Quem conhece a Sony de longa data, sabe que ela cultiva a tradição de criar e colocar no mercado seus próprios padrões e formatos de gravação para o mercado de vídeo profissional. E ela conseguiu bastante sucesso com esse modelo, por exemplo, durante toda a era do Betacam, formato de videotape inventado pela Sony, que foi sinônimo de qualidade broadcast em video analógico por muitos e muitos anos.

Depois do Betacam, já no domínio do digital, ela introduziu os formatos D1, D2, Digital Betacam, e o HDCAM, todos proprietários. Quando muito, adotava variantes de formatos abertos, mais voltados para o mercado doméstico, como o DVCAM, e até uns poucos formatos abertos com aplicação profissional/industrial como o DV e o HDV.

Com o declínio da fita como suporte de mídia de gravação, os formatos de aquisição passaram a ter, potencialmente, maior autonomia em relação ao hardware. Mesmo assim, a Sony insistiu no mesmo modelo, e instituiu uma série de formatos para gravação em mídia ótica e memórias de estado sólido. Vieram então, por exemplo, o XDCAM em todas as suas inúmeras variações.

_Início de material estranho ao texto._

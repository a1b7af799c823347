//! Error types for the CRD-DAG runtime.
//!
//! Every fallible operation in this crate returns [`Result<T>`], an alias
//! around a single structured error enum. Validation errors (index/type/usage
//! problems, cycles detected eagerly) are distinct variants from the seal-time
//! [`CrdDagError::GraphValidationError`], which carries the full
//! [`crate::diagnostics::Diagnostics`] report rather than duplicating its
//! contents as strings.
//!
//! Failures raised by user step code are *not* modeled here: those are
//! captured by the executor and reported as data on
//! [`crate::executor::ExecutionResult`], never as a `CrdDagError`.

use crate::diagnostics::Diagnostics;
use thiserror::Error;

pub type Result<T> = std::result::Result<T, CrdDagError>;

#[derive(Error, Debug)]
pub enum CrdDagError {
    #[error("index {index} out of range: valid range is [0, {len})")]
    IndexOutOfRange { index: usize, len: usize },

    #[error("union-find cannot grow past {max} elements")]
    Overflow { max: usize },

    #[error("expected next step index to be {expected}, got {actual}")]
    InvalidStepIndex { expected: usize, actual: usize },

    #[error("step index {index} already exists")]
    DuplicateStepIndex { index: usize },

    #[error("field owner step {step} does not exist (step_count = {step_count})")]
    InvalidFieldOwner { step: usize, step_count: usize },

    #[error("expected next field index to be {expected}, got {actual}")]
    InvalidFieldIndex { expected: usize, actual: usize },

    #[error("field index {index} already exists")]
    DuplicateFieldIndex { index: usize },

    #[error("cannot link field {a} and field {b}: type tags differ ({tag_a} != {tag_b})")]
    TypeMismatch {
        a: usize,
        b: usize,
        tag_a: &'static str,
        tag_b: &'static str,
    },

    #[error("linking would introduce a cycle: {detail}")]
    CycleDetected { detail: String },

    #[error(
        "data class rooted at field {root} would gain a second Create field (at field {field})"
    )]
    MultipleCreate { root: usize, field: usize },

    #[error(
        "data class rooted at field {root} would gain a second Destroy field (at field {field})"
    )]
    MultipleDestroy { root: usize, field: usize },

    #[error(
        "step {step} would hold two aliased fields ({field_a}, {field_b}) with incompatible usages"
    )]
    UnsafeSelfAliasing {
        step: usize,
        field_a: usize,
        field_b: usize,
    },

    #[error("graph failed validation with {} error(s)", .diagnostics.errors().len())]
    GraphValidationError { diagnostics: Diagnostics },

    #[error("token does not authorize this access to data object {data}")]
    UnauthorizedAccess { data: usize },

    #[error("data object {data} has not been created yet")]
    DataNotInitialized { data: usize },

    #[error("data object {data} was already created")]
    AlreadyCreated { data: usize },

    #[error("data object {data} was already destroyed")]
    AlreadyDestroyed { data: usize },

    #[error("VarData is empty")]
    VarDataEmpty,

    #[error("VarData holds a different type than requested")]
    VarDataTypeMismatch,

    #[error("internal error: {0}")]
    InternalError(String),
}

impl CrdDagError {
    pub fn index_out_of_range(index: usize, len: usize) -> Self {
        CrdDagError::IndexOutOfRange { index, len }
    }

    pub fn internal(msg: impl Into<String>) -> Self {
        CrdDagError::InternalError(msg.into())
    }
}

Nesses casos, a Sony vem utilizando adaptações proprietárias de especificações de padrões de codificação e compressão de vídeo digital aceitos pela indústria, com o MPEG2, o MPEG4, H.264, entre outros.

A justificativa da Sony, ao adotar o caminho dos formatos proprietários, é de que, desse modo, ela garante ao usuário o acesso à melhor tecnologia do momento, com garantia total de compatibilidade com sua linha de produtos. Mas todos sabemos que, por trás dessa estratégia, obviamente, há também uma guerra de padrões para fortalecer as suas próprias soluções perante a concorrência.

Mas os tempos mudaram, e as coisas ficaram um pouca mais complexas. Hoje, temos três classes de padrões de formatos/codecs para vídeo digital: para aquisição (utilizados nas câmeras), para pós-produção (intermediários – usados nos sistemas de edição e finalização), e para distribuição (usados para entrega de material pronto).

Os formatos/codecs mais populares para aquisição não costumam ser bons para a pós-produção, seja por serem muito pesados, ou por exigirem grande poder de processamento nos fluxos de trabalho de finalização devido aos esquemas de compressão temporal utilizados.

Isso acabou gerando a necessidade de procedimentos generalizados de conversão dos formatos/codecs de aquisição para os de pós-produção, considerados “lossless” (sem perda ou degradação importante na codificação da imagem). Entre todos, dois fluxos se destacaram dos demais.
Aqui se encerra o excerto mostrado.